Two sets of candidates squared off in twin Senate races with Republican incumbents. Raphael Warnock and Jon Ossoff defeated Sen. Kelly Loeffler and Sen. David Perdue on Tuesday night, according to projections from Decision Desk.
Democrats will hold 50 seats in the Senate, with Vice President-elect Kamala Harris serving as a tie-breaking vote. This will give Democrats unified control of the executive and legislative branches, albeit with very slim majorities.
In any other year, Republicans would have been seen as the clear favorites. Georgia historically is a conservative state, and Republican candidates have trounced their Democratic opponents in the most recent special elections for the US Senate in 2008 and 1992.
But demographic changes have been coming fast in Georgia and other states in the South. Combined with years of organizing from Georgia Democrats and voting rights groups, and President Trump accelerating change, Republicans weren’t as sure about a win in the state as they once were.

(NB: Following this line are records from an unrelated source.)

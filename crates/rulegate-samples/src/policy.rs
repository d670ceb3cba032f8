//! The sample loan policy: six eligibility rules over a mortgage
//! application, parameterized by a per-product threshold table.

use std::sync::Arc;
use std::time::Duration;

use futures::FutureExt;
use rulegate_engine::{CancellationToken, LookupValue, NestedLookup, Policy, Rule};

use crate::application::MortgageApplication;

/// Per-product underwriting thresholds.
///
/// Page, product row, named column. Rule bodies navigate the table with the
/// product code taken straight from the application, relying on the lookup's
/// never-throw navigation for unknown products.
pub fn mortgage_lookups() -> NestedLookup<String> {
    NestedLookup::new([
        // First Time Buyer thresholds
        (["Default", "FTB", "MinLoan"], LookupValue::from(100_000)),
        (["Default", "FTB", "MaxLoan"], LookupValue::from(420_000)),
        (["Default", "FTB", "MinApplicantAge"], LookupValue::from(25)),
        (["Default", "FTB", "MinLTV"], LookupValue::from(95.0)),
        (["Default", "FTB", "MinDSCR"], LookupValue::from(50)),
        (["Default", "FTB", "InterestRateDSCR"], LookupValue::from(0.95)),
        // Buy to Let thresholds
        (["Default", "BTL", "MinLoan"], LookupValue::from(200_000)),
        (["Default", "BTL", "MaxLoan"], LookupValue::from(2_000_000)),
        (["Default", "BTL", "MinApplicantAge"], LookupValue::from(30)),
        (["Default", "BTL", "MinLTV"], LookupValue::from(75.0)),
        (["Default", "BTL", "MinDSCR"], LookupValue::from(50)),
        (["Default", "BTL", "InterestRateDSCR"], LookupValue::from(0.95)),
    ])
    .expect("threshold table paths are non-empty")
}

/// Builds the sample loan policy over the given threshold table.
pub fn mortgage_policy(lookups: Arc<NestedLookup<String>>) -> Policy<MortgageApplication> {
    let known_mortgage_type = {
        let table = Arc::clone(&lookups);
        Rule::new(
            "MA001",
            "KnownMortgageType",
            move |request: &MortgageApplication, token: CancellationToken| {
                let table = Arc::clone(&table);
                async move {
                    simulate_upstream_check(Duration::from_millis(100), token).await?;
                    Ok(table.at("Default").is_defined(request.mortgage_type.as_str()))
                }
                .boxed()
            },
        )
        .with_description("Checks the mortgage type")
        .with_failure_message(|r: &MortgageApplication| {
            format!("The mortgage type [{}] is not known.", r.mortgage_type)
        })
    };

    let age_limit = {
        let table = Arc::clone(&lookups);
        Rule::new(
            "MA002",
            "MinAgeCheck",
            move |request: &MortgageApplication, token: CancellationToken| {
                let table = Arc::clone(&table);
                async move {
                    simulate_upstream_check(Duration::from_millis(50), token).await?;
                    let min_age = table
                        .at("Default")
                        .at(request.mortgage_type.as_str())
                        .at("MinApplicantAge")
                        .as_i64()?;
                    Ok(i64::from(request.applicant_age) >= min_age)
                }
                .boxed()
            },
        )
        .with_description("Minimum age of the applicant")
        .with_failure_message(|r: &MortgageApplication| {
            format!("The applicant age [{}] is too young.", r.applicant_age)
        })
    };

    let min_loan_amount = {
        let table = Arc::clone(&lookups);
        Rule::new(
            "MA003",
            "MinLoanAmount",
            move |request: &MortgageApplication, token: CancellationToken| {
                let table = Arc::clone(&table);
                async move {
                    simulate_upstream_check(Duration::from_millis(20), token).await?;
                    let min_loan = table
                        .at("Default")
                        .at(request.mortgage_type.as_str())
                        .at("MinLoan")
                        .as_i64()?;
                    Ok(request.loan_amount >= min_loan as f64)
                }
                .boxed()
            },
        )
        .with_description("Minimum loan amount check")
        .with_failure_message(|r: &MortgageApplication| {
            format!("The loan amount [{}] is too small.", r.loan_amount)
        })
    };

    let max_loan_amount = {
        let table = Arc::clone(&lookups);
        Rule::new(
            "MA004",
            "MaxLoanAmount",
            move |request: &MortgageApplication, token: CancellationToken| {
                let table = Arc::clone(&table);
                async move {
                    simulate_upstream_check(Duration::from_millis(20), token).await?;
                    let max_loan = table
                        .at("Default")
                        .at(request.mortgage_type.as_str())
                        .at("MaxLoan")
                        .as_i64()?;
                    Ok(request.loan_amount <= max_loan as f64)
                }
                .boxed()
            },
        )
        .with_description("Maximum loan amount check")
        .with_failure_message(|r: &MortgageApplication| {
            format!("The loan amount [{}] is too large.", r.loan_amount)
        })
    };

    let loan_to_value = {
        let table = Arc::clone(&lookups);
        let message_table = Arc::clone(&lookups);
        Rule::new(
            "MA005",
            "LTV",
            move |request: &MortgageApplication, token: CancellationToken| {
                let table = Arc::clone(&table);
                async move {
                    simulate_upstream_check(Duration::from_millis(20), token).await?;
                    let min_ltv = table
                        .at("Default")
                        .at(request.mortgage_type.as_str())
                        .at("MinLTV")
                        .as_f64()?;
                    let ltv = loan_to_value_ratio(request);
                    Ok(ltv <= min_ltv)
                }
                .boxed()
            },
        )
        .with_description(
            "Loan-To-Value Ratio must be above the minimum threshold for lenders to satisfy \
             loan serviceability requirements",
        )
        .with_failure_message(move |r: &MortgageApplication| {
            let min_ltv = message_table
                .at("Default")
                .at(r.mortgage_type.as_str())
                .at("MinLTV")
                .as_f64()
                .unwrap_or_default();
            format!(
                "The LTV ratio [{}] is above the minimum threshold for the high-ltv loans [{}]. \
                 Either increase the principal {} or lower the loan amount {}",
                loan_to_value_ratio(r),
                min_ltv,
                r.principal_amount,
                r.loan_amount
            )
        })
    };

    let debt_service = {
        let table = Arc::clone(&lookups);
        let message_table = Arc::clone(&lookups);
        Rule::new(
            "MA006",
            "DSR",
            move |request: &MortgageApplication, token: CancellationToken| {
                let table = Arc::clone(&table);
                async move {
                    simulate_upstream_check(Duration::from_millis(20), token).await?;
                    let interest_rate = table
                        .at("Default")
                        .at(request.mortgage_type.as_str())
                        .at("InterestRateDSCR")
                        .as_f64()?;
                    let min_dsr = table
                        .at("Default")
                        .at(request.mortgage_type.as_str())
                        .at("MinDSCR")
                        .as_i64()?;
                    let dsr = debt_service_ratio(request, interest_rate);
                    Ok(dsr <= min_dsr as f64)
                }
                .boxed()
            },
        )
        .with_description(
            "Debt-To-Service Ratio must be below threshold so applicant can handle monthly \
             loan commitments",
        )
        .with_failure_message(move |r: &MortgageApplication| {
            let interest_rate = message_table
                .at("Default")
                .at(r.mortgage_type.as_str())
                .at("InterestRateDSCR")
                .as_f64()
                .unwrap_or_default();
            let min_dsr = message_table
                .at("Default")
                .at(r.mortgage_type.as_str())
                .at("MinDSCR")
                .as_i64()
                .unwrap_or_default();
            format!(
                "The DSCR ratio [{}] is above the minimum threshold [{}]. Either increase \
                 applicant monthly salary or reduce applicant monthly expenditures",
                debt_service_ratio(r, interest_rate),
                min_dsr
            )
        })
    };

    Policy::builder("P001", "LoanPolicy")
        .description("Simple loan policy")
        .rule(known_mortgage_type)
        .rule(age_limit)
        .rule(min_loan_amount)
        .rule(max_loan_amount)
        .rule(loan_to_value)
        .rule(debt_service)
        .build()
}

fn loan_to_value_ratio(r: &MortgageApplication) -> f64 {
    (r.loan_amount - r.principal_amount) / r.loan_amount * 100.0
}

fn debt_service_ratio(r: &MortgageApplication, interest_rate: f64) -> f64 {
    let monthly_repayment = annuity_payment(
        interest_rate,
        f64::from(r.loan_term * 12),
        -r.loan_amount,
    );
    let monthly_outgoings =
        r.monthly_household_expenses + monthly_repayment + (0.02 * r.loan_amount) / 12.0;
    (monthly_outgoings - r.monthly_living_expenses) / (r.gross_income / 12.0)
}

/// Fixed-rate annuity payment per period for a present value.
fn annuity_payment(rate: f64, periods: f64, present_value: f64) -> f64 {
    if rate == 0.0 {
        -present_value / periods
    } else {
        -present_value * rate / (1.0 - (1.0 + rate).powf(-periods))
    }
}

/// Stand-in for an upstream eligibility service call. Faults when the
/// cancellation signal is observed mid-wait.
async fn simulate_upstream_check(
    latency: Duration,
    token: CancellationToken,
) -> anyhow::Result<()> {
    tokio::select! {
        _ = token.cancelled() => anyhow::bail!("upstream eligibility check cancelled"),
        _ = tokio::time::sleep(latency) => Ok(()),
    }
}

Vox has live results here, powered by our friends at Decision Desk. Polls closed at 7 pm ET.
The state of play in Georgia, explained
Throughout the race, some in-state observers said Loeffler and Perdue held the advantage, but cautioned this election cycle would be unpredictable.
For one thing, President-elect Joe Biden won Georgia in 2020, the first Democratic presidential candidate to do so since 1992. Yet even though Biden won at the top of the ticket, Ossoff ran about 100,000 votes behind him, signaling a potential weakness for Democratic candidates at the Senate level.
The wild card in the Georgia race was President Trump. Georgia voters — including a number of moderate Republicans — repudiated Trump in November. Since then, the president didn’t go away quietly. Two months after the fact, Trump still refuses to concede an election that has been certified for Biden and has complained loudly and frequently that the Georgia election was rigged against him, personally attacking the Republican governor and secretary of state.
Democrats needed to turn out a diverse swath of voters to have a shot at winning these races: high turnout among Black voters, Asian and Pacific Islander voters, Latino voters, and white suburban women voters.
More than 3 million people cast votes in the early vote period — a record in a Georgia runoff — including over 123,000 people who didn’t vote in the November general election. This group makes up a small portion of the overall electorate, but runoff elections are all about base motivation.